Muerte al derrotismo

Hace algunos años, en plena crisis, diversas instituciones empezaron a realizar estudios con el fin de analizar la imagen de España en el exterior, así como el efecto de las medidas adoptadas desde 2012 y disponer de una visión más atinada y objetiva de la realidad. El último de ellos, publicado por la consultora Reputation Institute, nos ofrece unas conclusiones muy ilustrativas, que nos ayudan a comprender mejor qué opinan los demás (bien) y qué opinamos nosotros mismos (mal) sobre España.

En líneas generales, se trata de noticias bastante buenas. España ha subido cuatro puntos respecto al año pasado y su prestigio no para de incrementarse entre los países más influyentes del mundo, los del G8, notablemente en Alemania, Francia, Italia y Reino Unido. Además de valorarnos por el clima, la simpatía o el bienestar, un clásico, despuntamos como un país seguro y -quizá lo más relevante- con un excelente entorno económico. No obstante, esta fotografía queda eclipsada por lo que constituye otro clásico secular: como siempre, los españoles nos suspendemos en la autovaloración, colocándonos en pesimismo nacional no solo por detrás de países con un fuerte sentido del orgullo, como Turquía o EEUU, lo que resultaría más bien lógico, sino de naciones tradicionalmente melancólicas y poco autocomplacientes, como Rusia o Portugal. No contentos con esto, resulta que además somos el segundo país occidental con peor opinión de sí mismo. Solo los italianos se ven peor que nosotros.

Aun así, en el examen más detenido se aprecian ciertas contradicciones como que, pese a todo, los españoles creemos que nuestro país es un buen lugar para vivir e invertir. Lo criticamos duramente pero, al mismo tiempo, lo recomendamos… Lo cierto es que esto nos invita a dudar si es más por causa del pesimismo noventayochista de los españoles o por la influencia catastrofista de la prensa nacional, como si estuviéramos frente a una especie de muro que nos inhibe de todo optimismo en la autovaloración. Sin embargo, ni siquiera se sabe ya si se debe al célebre principio de que las buenas noticias “no venden” o a la falta de costumbre para gestionar emocionalmente la alegría. Así, cuando el paro baja o nuestra economía crece más que en ningún otro país avanzado, aparece en los medios un analista gris que espanta a la audiencia; mientras que cuando los datos no acompañan tanto, lejos de contextualizar la noticia, se exacerba el sentimentalismo, mostrando en pantalla circunstancias humanas dramáticas, pero estadísticamente irrelevantes. El famoso “caso humano”.
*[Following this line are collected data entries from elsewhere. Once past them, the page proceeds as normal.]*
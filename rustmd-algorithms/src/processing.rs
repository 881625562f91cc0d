//! High-level entry points that combine description, estimation, tree
//! sizing and conversion.

use std::fs::File;
use std::io::BufReader;
use std::path::Path;

use log::{info, warn};
use rustmd_core::{EnergyMode, SpectraSource};
use serde::{Deserialize, Serialize};

use crate::box_controller::{BoxController, SplitInto};
use crate::box_tree::MdBoxTree;
use crate::description::{validate_extents, DescriptionBuilder, DescriptionSummary, WorkspaceDescription};
use crate::engine::{self, ConversionEngine, ConversionSummary, DEFAULT_BLOCK_SIZE};
use crate::error::{Error, Result};
use crate::extents::ExtentEstimator;
use crate::geometry_cache::GeometryRegistry;
use crate::progress::{CancellationToken, ProgressReporter};
use crate::qmode::QModeKind;
use crate::transform::{QScaling, TargetFrame};

/// Options of one `convert_to_md` call.
#[derive(Debug, Clone, PartialEq, Serialize, Deserialize)]
#[serde(default, deny_unknown_fields)]
pub struct ConvertToMdConfig {
    /// Conversion mode.
    pub q_mode: QModeKind,
    /// Energy-transfer mode.
    pub emode: EnergyMode,
    /// Requested target frame (`Q3D`).
    pub frame: TargetFrame,
    /// Requested scaling (`Q3D`).
    pub scaling: QScaling,
    /// First projection vector; empty for the default.
    pub u_proj: Vec<f64>,
    /// Second projection vector.
    pub v_proj: Vec<f64>,
    /// Third projection vector.
    pub w_proj: Vec<f64>,
    /// Sample logs added as extra dimensions.
    pub other_dimensions: Vec<String>,
    /// Lower extents; empty to estimate.
    pub min_values: Vec<f64>,
    /// Upper extents; empty to estimate.
    pub max_values: Vec<f64>,
    /// Fixed energy override (meV).
    pub efixed: Option<f64>,
    /// Children per dimension when a box splits.
    pub split_into: SplitInto,
    /// A leaf splits once it holds more events than this.
    pub split_threshold: usize,
    /// Leaves at this depth never split.
    pub max_recursion_depth: usize,
    /// Every leaf is pre-split to this depth.
    pub min_recursion_depth: usize,
    /// Coplanar projection vectors are an error instead of a warning.
    pub strict_projections: bool,
    /// Rebuild the detector geometry even if one is cached.
    pub force_geometry_rebuild: bool,
    /// Skip bins and events with zero signal.
    pub ignore_zero_signal: bool,
    /// Spectra per parallel block.
    pub block_size: usize,
    /// Relative padding of estimated extents.
    pub estimate_margin: f64,
}

impl Default for ConvertToMdConfig {
    fn default() -> Self {
        let controller = BoxController::default();
        Self {
            q_mode: QModeKind::ModQ,
            emode: EnergyMode::Elastic,
            frame: TargetFrame::AutoSelect,
            scaling: QScaling::NoScaling,
            u_proj: Vec::new(),
            v_proj: Vec::new(),
            w_proj: Vec::new(),
            other_dimensions: Vec::new(),
            min_values: Vec::new(),
            max_values: Vec::new(),
            efixed: None,
            split_into: controller.split_into,
            split_threshold: controller.split_threshold,
            max_recursion_depth: controller.max_depth,
            min_recursion_depth: controller.min_depth,
            strict_projections: false,
            force_geometry_rebuild: false,
            ignore_zero_signal: true,
            block_size: DEFAULT_BLOCK_SIZE,
            estimate_margin: ExtentEstimator::default().margin,
        }
    }
}

impl ConvertToMdConfig {
    /// Config for a mode pair with every other option at its default.
    #[must_use]
    pub fn new(q_mode: QModeKind, emode: EnergyMode) -> Self {
        Self {
            q_mode,
            emode,
            ..Self::default()
        }
    }

    /// Sets the requested frame.
    #[must_use]
    pub fn with_frame(mut self, frame: TargetFrame) -> Self {
        self.frame = frame;
        self
    }

    /// Sets the requested scaling.
    #[must_use]
    pub fn with_scaling(mut self, scaling: QScaling) -> Self {
        self.scaling = scaling;
        self
    }

    /// Sets the projection vectors.
    #[must_use]
    pub fn with_projection(mut self, u: [f64; 3], v: [f64; 3], w: [f64; 3]) -> Self {
        self.u_proj = u.to_vec();
        self.v_proj = v.to_vec();
        self.w_proj = w.to_vec();
        self
    }

    /// Adds log-value dimensions.
    #[must_use]
    pub fn with_other_dimensions<S: Into<String>>(mut self, names: impl IntoIterator<Item = S>) -> Self {
        self.other_dimensions = names.into_iter().map(Into::into).collect();
        self
    }

    /// Sets explicit extents.
    #[must_use]
    pub fn with_extents(mut self, min: Vec<f64>, max: Vec<f64>) -> Self {
        self.min_values = min;
        self.max_values = max;
        self
    }

    /// Overrides the fixed energy.
    #[must_use]
    pub fn with_efixed(mut self, efixed: f64) -> Self {
        self.efixed = Some(efixed);
        self
    }

    /// Sets a uniform split-into factor.
    #[must_use]
    pub fn with_split_into(mut self, n: usize) -> Self {
        self.split_into = SplitInto::Uniform(n);
        self
    }

    /// Sets the split threshold.
    #[must_use]
    pub fn with_split_threshold(mut self, threshold: usize) -> Self {
        self.split_threshold = threshold;
        self
    }

    /// Sets the recursion depth limits.
    #[must_use]
    pub fn with_recursion_depth(mut self, min: usize, max: usize) -> Self {
        self.min_recursion_depth = min;
        self.max_recursion_depth = max;
        self
    }

    /// Makes coplanar projections an error.
    #[must_use]
    pub fn with_strict_projections(mut self, strict: bool) -> Self {
        self.strict_projections = strict;
        self
    }

    /// Forces a geometry rebuild.
    #[must_use]
    pub fn with_force_geometry_rebuild(mut self, force: bool) -> Self {
        self.force_geometry_rebuild = force;
        self
    }

    /// Keeps or skips zero-signal bins.
    #[must_use]
    pub fn with_ignore_zero_signal(mut self, ignore: bool) -> Self {
        self.ignore_zero_signal = ignore;
        self
    }

    /// Sets the block size.
    #[must_use]
    pub fn with_block_size(mut self, block_size: usize) -> Self {
        self.block_size = block_size;
        self
    }

    /// Number of output dimensions the config produces.
    #[must_use]
    pub fn output_dims(&self) -> usize {
        self.q_mode.matrix_dims(self.emode) + self.other_dimensions.len()
    }

    /// Loads a config from a JSON string.
    ///
    /// # Errors
    /// Returns parse errors and [`Self::validate`] errors.
    pub fn from_json(json: &str) -> Result<Self> {
        let config: Self = serde_json::from_str(json)?;
        config.validate()?;
        Ok(config)
    }

    /// Loads a config from a JSON file.
    ///
    /// # Errors
    /// Returns I/O, parse and [`Self::validate`] errors.
    pub fn from_file<P: AsRef<Path>>(path: P) -> Result<Self> {
        let reader = BufReader::new(File::open(path)?);
        let config: Self = serde_json::from_reader(reader)?;
        config.validate()?;
        Ok(config)
    }

    /// Checks everything that does not depend on the data.
    ///
    /// # Errors
    /// Returns the first configuration error found.
    pub fn validate(&self) -> Result<()> {
        self.q_mode.check_emode(self.emode)?;
        if let Some(e) = self.efixed {
            if !e.is_finite() || e <= 0.0 {
                return Err(Error::InvalidConfig(format!(
                    "fixed energy must be positive, got {e}"
                )));
            }
        }
        if self.block_size == 0 {
            return Err(Error::InvalidConfig("block_size must be at least 1".to_string()));
        }
        if !self.estimate_margin.is_finite() || self.estimate_margin < 0.0 {
            return Err(Error::InvalidConfig(format!(
                "estimate_margin must be non-negative, got {}",
                self.estimate_margin
            )));
        }
        let nd = self.output_dims();
        self.box_controller()?.validate(nd)?;
        if !self.min_values.is_empty() || !self.max_values.is_empty() {
            validate_extents(nd, &self.min_values, &self.max_values)?;
        }
        Ok(())
    }

    /// Box controller described by the config, with a uniform split factor
    /// reduced to fit the output dimensionality.
    ///
    /// # Errors
    /// Returns [`Error::RecursionDepth`] if the minimum depth exceeds the
    /// maximum.
    pub fn box_controller(&self) -> Result<BoxController> {
        let controller = BoxController {
            split_into: self.split_into.clone(),
            ..BoxController::new()
        }
        .with_split_threshold(self.split_threshold)
        .with_max_depth(self.max_recursion_depth)
        .fitted_to(self.output_dims());
        controller.try_with_min_depth(self.min_recursion_depth)
    }

    /// Description builder described by the config.
    #[must_use]
    pub fn description_builder(&self) -> DescriptionBuilder {
        DescriptionBuilder::new(self.q_mode, self.emode)
            .with_frame(self.frame)
            .with_scaling(self.scaling)
            .with_projection(&self.u_proj, &self.v_proj, &self.w_proj)
            .with_other_dimensions(self.other_dimensions.clone())
            .with_extents(self.min_values.clone(), self.max_values.clone())
            .with_efixed(self.efixed)
            .with_strict_projections(self.strict_projections)
            .with_force_geometry_rebuild(self.force_geometry_rebuild)
    }

    fn estimator(&self) -> ExtentEstimator {
        ExtentEstimator::new().with_margin(self.estimate_margin)
    }
}

/// Output of [`convert_to_md`]: the description, the populated tree and one
/// summary per converted run.
#[derive(Debug, Clone)]
pub struct ConvertedWorkspace {
    /// Description shared by every run.
    pub description: WorkspaceDescription,
    /// Event tree.
    pub tree: MdBoxTree,
    /// Per-run summaries in run order.
    pub runs: Vec<ConversionSummary>,
}

impl ConvertedWorkspace {
    /// Summary of the most recent run.
    #[must_use]
    pub fn last_run(&self) -> Option<&ConversionSummary> {
        self.runs.last()
    }

    /// Serializable report.
    #[must_use]
    pub fn report(&self) -> WorkspaceReport {
        WorkspaceReport {
            description: self.description.summary(),
            n_events: self.tree.n_events(),
            n_dropped: self.tree.n_dropped(),
            n_boxes: self.tree.n_boxes(),
            n_leaves: self.tree.n_leaves(),
            depth: self.tree.depth(),
            total_signal: self.tree.total_signal(),
            total_error_sq: self.tree.total_error_sq(),
            runs: self.runs.clone(),
        }
    }
}

/// Serializable overview of a [`ConvertedWorkspace`].
#[derive(Debug, Clone, PartialEq, Serialize)]
pub struct WorkspaceReport {
    /// Description.
    pub description: DescriptionSummary,
    /// Events stored.
    pub n_events: u64,
    /// Events dropped over all runs.
    pub n_dropped: u64,
    /// Boxes in the tree.
    pub n_boxes: usize,
    /// Leaf boxes.
    pub n_leaves: usize,
    /// Deepest level reached.
    pub depth: usize,
    /// Integrated signal.
    pub total_signal: f64,
    /// Integrated squared error.
    pub total_error_sq: f64,
    /// Per-run summaries.
    pub runs: Vec<ConversionSummary>,
}

/// Converts `source` into a new workspace, or appends it to `existing`.
///
/// In append mode the existing description is reused verbatim (frame,
/// scaling, extents, matrix) and only geometry, fixed energy and log values
/// are taken from `source`; mode options of `config` are ignored. The
/// existing workspace is consumed; on error it is lost.
///
/// # Errors
/// Returns configuration, data, cancellation and state errors.
pub fn convert_to_md(
    source: &dyn SpectraSource,
    config: &ConvertToMdConfig,
    registry: &mut GeometryRegistry,
    existing: Option<ConvertedWorkspace>,
    progress: &dyn ProgressReporter,
    cancel: &CancellationToken,
) -> Result<ConvertedWorkspace> {
    config.validate()?;
    let mut engine = ConversionEngine::new(source)
        .with_block_size(config.block_size)
        .with_ignore_zero_signal(config.ignore_zero_signal)
        .with_estimator(config.estimator());

    let (mut runs, run_index) = match existing {
        None => {
            engine.initialize(&config.description_builder(), registry)?;
            engine.size_tree(config.box_controller()?)?;
            (Vec::new(), 0)
        }
        Some(previous) => {
            let run_index = u16::try_from(previous.runs.len()).map_err(|_| {
                Error::InvalidConfig(format!("cannot append more than {} runs", u16::MAX))
            })?;
            let description = previous.description;
            if description.q_mode() != config.q_mode || description.emode() != config.emode {
                warn!(
                    "appending with the existing {} / {} layout, ignoring requested {} / {}",
                    description.q_mode(),
                    description.emode(),
                    config.q_mode,
                    config.emode
                );
            }
            let description = description.rebind(
                source,
                registry,
                config.efixed,
                config.force_geometry_rebuild,
            )?;
            engine.initialize_from(description)?;
            engine.attach_tree(previous.tree)?;
            info!("appending run {run_index}");
            (previous.runs, run_index)
        }
    };

    let summary = engine.run(progress, cancel, run_index)?;
    let (description, tree) = engine.into_parts()?;
    runs.push(summary);
    Ok(ConvertedWorkspace {
        description,
        tree,
        runs,
    })
}

/// Estimated extents of `source` under `config`, ignoring configured
/// extents.
///
/// # Errors
/// Returns description and estimation errors.
pub fn estimate_min_max(
    source: &dyn SpectraSource,
    config: &ConvertToMdConfig,
    registry: &mut GeometryRegistry,
) -> Result<(Vec<f64>, Vec<f64>)> {
    config.validate()?;
    let description = config
        .description_builder()
        .with_extents(Vec::new(), Vec::new())
        .build(source, registry)?;
    config.estimator().estimate(&description, source)
}

/// Exact per-dimension min/max of the converted data of `source`.
///
/// # Errors
/// Returns description errors and [`Error::NoConvertibleData`].
pub fn local_min_max(
    source: &dyn SpectraSource,
    config: &ConvertToMdConfig,
    registry: &mut GeometryRegistry,
) -> Result<(Vec<f64>, Vec<f64>)> {
    config.validate()?;
    let description = config
        .description_builder()
        .with_extents(Vec::new(), Vec::new())
        .build(source, registry)?;
    engine::local_min_max(&description, source)
}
Esta tendencia, por cierto, contribuye a explicar por qué la prensa internacional no tiene empacho de vez en cuando en caer en el sensacionalismo más inconcebible para informar sobre la “dura” situación de España. Todos recordamos el exagerado reportaje que nos dedicó el New York Times, en el que se mostraba a vagabundos buscando comida entre la basura o cómo The Economist nos englobaba dentro de los PIGS europeos. Ahora bien, si internamente no hacemos más que recrearnos en nuestras desgracias, reiterando a diario nuestra inutilidad, no puede extrañar que los corresponsales extranjeros se queden con tal impresión y la plasmen. Afortunadamente, el fin de la crisis hace que ya no menudee esta reverberación de la desgracia.

Con todo, como decía, va asomando un leve orgullo espontáneo cuando, según el citado informe, se nos pregunta por aspectos más concretos de nuestra vida cotidiana, de modo que, poco a poco, la autopercepción española mejora en el balance global. Una conclusión esperanzadora que hemos de apuntalar intentando elogiarnos un poco más. Y es que nadie va a ayudarnos a mejorar más nuestra imagen que nosotros mismos porque, como es sabido, casi más importante que ser buenos, es creérselo. Con más razón si la creencia va avalada esta vez por la verdad de las cifras de progreso.

Jesús Andreu es director de la Fundación Carolina.